Dataset entries:
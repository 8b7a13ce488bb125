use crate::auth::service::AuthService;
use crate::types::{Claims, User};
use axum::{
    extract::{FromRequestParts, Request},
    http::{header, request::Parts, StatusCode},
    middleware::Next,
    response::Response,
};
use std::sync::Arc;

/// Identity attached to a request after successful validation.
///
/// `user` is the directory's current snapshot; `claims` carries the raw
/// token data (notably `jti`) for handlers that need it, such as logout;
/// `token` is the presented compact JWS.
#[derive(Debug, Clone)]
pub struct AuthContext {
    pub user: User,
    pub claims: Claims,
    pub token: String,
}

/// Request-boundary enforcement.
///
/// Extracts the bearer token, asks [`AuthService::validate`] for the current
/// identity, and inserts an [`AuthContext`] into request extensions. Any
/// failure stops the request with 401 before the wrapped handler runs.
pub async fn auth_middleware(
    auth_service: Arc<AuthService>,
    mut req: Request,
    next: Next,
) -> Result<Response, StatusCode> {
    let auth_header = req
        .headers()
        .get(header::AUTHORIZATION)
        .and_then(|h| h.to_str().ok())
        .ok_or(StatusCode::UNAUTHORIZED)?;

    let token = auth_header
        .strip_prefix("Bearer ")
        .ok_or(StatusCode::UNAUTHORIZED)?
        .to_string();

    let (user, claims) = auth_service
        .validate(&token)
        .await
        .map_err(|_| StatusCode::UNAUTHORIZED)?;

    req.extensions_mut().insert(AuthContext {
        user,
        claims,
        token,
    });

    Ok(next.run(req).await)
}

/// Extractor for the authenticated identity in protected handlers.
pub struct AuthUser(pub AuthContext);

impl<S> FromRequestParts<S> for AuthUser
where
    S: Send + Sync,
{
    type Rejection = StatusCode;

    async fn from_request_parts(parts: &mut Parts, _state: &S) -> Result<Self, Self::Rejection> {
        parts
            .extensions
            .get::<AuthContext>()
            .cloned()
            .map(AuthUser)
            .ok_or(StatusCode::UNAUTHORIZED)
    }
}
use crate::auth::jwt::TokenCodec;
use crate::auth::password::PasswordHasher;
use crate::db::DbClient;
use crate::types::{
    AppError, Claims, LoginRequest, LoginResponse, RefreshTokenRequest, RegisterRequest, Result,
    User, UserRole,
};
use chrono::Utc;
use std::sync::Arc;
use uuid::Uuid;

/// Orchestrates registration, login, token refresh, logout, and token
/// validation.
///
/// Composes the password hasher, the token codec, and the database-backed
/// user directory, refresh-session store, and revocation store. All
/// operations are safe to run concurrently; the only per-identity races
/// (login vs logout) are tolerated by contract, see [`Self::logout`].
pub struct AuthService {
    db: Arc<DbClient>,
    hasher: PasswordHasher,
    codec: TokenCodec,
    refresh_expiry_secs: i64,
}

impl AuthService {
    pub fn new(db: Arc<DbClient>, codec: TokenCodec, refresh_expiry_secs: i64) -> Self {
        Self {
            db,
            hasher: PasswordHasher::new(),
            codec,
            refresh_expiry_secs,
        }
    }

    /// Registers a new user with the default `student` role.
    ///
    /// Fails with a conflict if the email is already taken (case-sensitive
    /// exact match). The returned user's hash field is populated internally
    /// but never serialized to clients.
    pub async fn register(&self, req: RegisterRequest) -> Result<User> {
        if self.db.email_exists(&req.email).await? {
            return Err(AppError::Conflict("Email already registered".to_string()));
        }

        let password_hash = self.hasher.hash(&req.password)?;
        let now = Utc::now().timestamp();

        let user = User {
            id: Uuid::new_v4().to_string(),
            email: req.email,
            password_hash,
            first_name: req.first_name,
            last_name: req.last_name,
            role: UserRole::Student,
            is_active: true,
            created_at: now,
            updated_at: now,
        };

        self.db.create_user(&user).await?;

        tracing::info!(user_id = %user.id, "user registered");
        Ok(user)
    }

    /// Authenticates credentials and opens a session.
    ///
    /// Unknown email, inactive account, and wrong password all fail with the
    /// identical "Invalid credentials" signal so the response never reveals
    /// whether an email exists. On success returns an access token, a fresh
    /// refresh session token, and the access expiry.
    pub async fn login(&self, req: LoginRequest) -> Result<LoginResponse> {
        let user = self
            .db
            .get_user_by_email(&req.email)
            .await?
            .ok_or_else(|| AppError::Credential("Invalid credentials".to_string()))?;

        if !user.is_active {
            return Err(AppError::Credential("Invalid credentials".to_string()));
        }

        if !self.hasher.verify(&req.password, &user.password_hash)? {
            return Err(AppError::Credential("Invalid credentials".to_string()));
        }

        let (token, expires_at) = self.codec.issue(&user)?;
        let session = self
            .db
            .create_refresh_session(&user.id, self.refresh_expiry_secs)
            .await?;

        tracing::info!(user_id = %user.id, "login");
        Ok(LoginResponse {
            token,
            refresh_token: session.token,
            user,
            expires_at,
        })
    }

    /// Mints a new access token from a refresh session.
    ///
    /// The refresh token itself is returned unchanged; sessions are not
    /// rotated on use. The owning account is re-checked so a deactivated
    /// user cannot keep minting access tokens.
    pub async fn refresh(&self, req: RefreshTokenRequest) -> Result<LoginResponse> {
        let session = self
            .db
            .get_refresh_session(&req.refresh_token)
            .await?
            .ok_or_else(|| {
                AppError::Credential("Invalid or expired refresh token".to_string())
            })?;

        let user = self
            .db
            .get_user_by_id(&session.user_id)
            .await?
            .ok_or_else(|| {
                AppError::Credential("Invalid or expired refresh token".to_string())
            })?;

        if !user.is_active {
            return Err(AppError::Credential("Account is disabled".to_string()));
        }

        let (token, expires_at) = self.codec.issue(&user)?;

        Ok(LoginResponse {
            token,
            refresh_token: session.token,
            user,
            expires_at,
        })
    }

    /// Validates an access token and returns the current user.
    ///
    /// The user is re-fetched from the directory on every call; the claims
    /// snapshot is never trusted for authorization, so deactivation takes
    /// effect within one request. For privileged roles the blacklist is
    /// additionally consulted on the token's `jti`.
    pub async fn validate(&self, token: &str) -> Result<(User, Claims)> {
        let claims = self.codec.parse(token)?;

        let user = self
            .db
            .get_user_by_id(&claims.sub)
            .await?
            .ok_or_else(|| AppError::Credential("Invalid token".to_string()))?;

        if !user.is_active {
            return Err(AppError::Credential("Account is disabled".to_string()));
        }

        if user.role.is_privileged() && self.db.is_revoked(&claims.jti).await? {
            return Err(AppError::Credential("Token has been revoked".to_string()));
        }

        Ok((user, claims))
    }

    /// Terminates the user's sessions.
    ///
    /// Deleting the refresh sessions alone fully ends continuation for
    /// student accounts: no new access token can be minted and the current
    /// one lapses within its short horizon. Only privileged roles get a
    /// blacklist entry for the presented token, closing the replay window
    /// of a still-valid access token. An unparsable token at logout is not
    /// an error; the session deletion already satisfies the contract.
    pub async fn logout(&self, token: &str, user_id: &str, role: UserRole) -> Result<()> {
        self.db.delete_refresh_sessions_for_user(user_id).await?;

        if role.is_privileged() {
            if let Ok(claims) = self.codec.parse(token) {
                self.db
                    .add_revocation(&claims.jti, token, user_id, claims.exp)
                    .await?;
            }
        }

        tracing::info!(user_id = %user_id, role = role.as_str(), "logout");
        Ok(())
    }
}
==
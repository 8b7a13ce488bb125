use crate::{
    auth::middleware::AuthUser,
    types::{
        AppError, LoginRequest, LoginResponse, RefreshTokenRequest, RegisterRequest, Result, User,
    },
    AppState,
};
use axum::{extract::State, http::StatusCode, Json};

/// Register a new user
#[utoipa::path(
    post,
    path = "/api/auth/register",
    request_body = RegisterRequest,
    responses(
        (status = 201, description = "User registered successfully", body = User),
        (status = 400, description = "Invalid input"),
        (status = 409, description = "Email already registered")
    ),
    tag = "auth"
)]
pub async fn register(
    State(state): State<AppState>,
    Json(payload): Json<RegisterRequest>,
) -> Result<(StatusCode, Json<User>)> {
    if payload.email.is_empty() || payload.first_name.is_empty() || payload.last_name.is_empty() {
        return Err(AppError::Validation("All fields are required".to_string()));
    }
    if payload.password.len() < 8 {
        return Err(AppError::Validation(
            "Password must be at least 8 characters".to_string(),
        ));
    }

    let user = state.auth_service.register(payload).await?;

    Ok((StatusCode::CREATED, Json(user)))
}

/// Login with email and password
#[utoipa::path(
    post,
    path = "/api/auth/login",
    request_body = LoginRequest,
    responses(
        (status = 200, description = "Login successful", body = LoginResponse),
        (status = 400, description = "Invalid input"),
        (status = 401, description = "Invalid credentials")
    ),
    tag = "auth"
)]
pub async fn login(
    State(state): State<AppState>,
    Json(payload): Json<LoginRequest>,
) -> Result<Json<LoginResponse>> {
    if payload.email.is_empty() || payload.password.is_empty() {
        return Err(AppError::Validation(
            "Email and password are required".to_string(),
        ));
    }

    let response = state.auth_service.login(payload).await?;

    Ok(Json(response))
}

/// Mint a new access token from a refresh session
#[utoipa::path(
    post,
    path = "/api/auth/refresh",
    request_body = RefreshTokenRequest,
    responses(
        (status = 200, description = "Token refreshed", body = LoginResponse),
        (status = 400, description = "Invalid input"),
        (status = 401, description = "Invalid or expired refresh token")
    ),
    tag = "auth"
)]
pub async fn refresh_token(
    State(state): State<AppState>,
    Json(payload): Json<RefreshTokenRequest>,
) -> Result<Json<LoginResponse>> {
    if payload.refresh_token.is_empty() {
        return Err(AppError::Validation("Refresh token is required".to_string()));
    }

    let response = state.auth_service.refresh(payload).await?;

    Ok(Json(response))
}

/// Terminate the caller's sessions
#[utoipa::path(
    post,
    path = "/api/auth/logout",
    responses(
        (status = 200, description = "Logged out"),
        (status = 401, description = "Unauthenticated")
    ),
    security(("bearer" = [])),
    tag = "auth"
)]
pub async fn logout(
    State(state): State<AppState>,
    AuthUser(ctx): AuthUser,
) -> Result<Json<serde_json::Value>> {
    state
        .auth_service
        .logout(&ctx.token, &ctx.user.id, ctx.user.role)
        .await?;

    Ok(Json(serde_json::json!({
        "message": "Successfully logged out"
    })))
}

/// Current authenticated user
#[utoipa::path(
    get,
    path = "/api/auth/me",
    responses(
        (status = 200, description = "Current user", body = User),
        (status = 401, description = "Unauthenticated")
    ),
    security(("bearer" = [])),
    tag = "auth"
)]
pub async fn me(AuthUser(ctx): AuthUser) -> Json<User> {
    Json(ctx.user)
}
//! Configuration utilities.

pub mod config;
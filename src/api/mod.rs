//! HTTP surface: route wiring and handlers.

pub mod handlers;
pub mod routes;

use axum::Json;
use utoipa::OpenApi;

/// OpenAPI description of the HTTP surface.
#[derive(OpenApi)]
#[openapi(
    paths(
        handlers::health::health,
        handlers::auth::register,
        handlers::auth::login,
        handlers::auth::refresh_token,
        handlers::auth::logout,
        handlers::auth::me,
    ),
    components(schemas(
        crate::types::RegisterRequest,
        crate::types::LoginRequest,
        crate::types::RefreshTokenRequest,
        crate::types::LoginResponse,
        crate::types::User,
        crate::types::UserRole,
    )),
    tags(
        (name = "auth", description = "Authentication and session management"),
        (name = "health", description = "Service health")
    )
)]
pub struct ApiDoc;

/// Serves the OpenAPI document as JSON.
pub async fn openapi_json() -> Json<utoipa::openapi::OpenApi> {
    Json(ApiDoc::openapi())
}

# [Action item]
In which lines of the records does the word "DbClient" appear? Copy each of them.

# [Answer space]
use crate::db::DbClient;
    db: Arc<DbClient>,
    pub fn new(db: Arc<DbClient>, codec: TokenCodec, refresh_expiry_secs: i64) -> Self {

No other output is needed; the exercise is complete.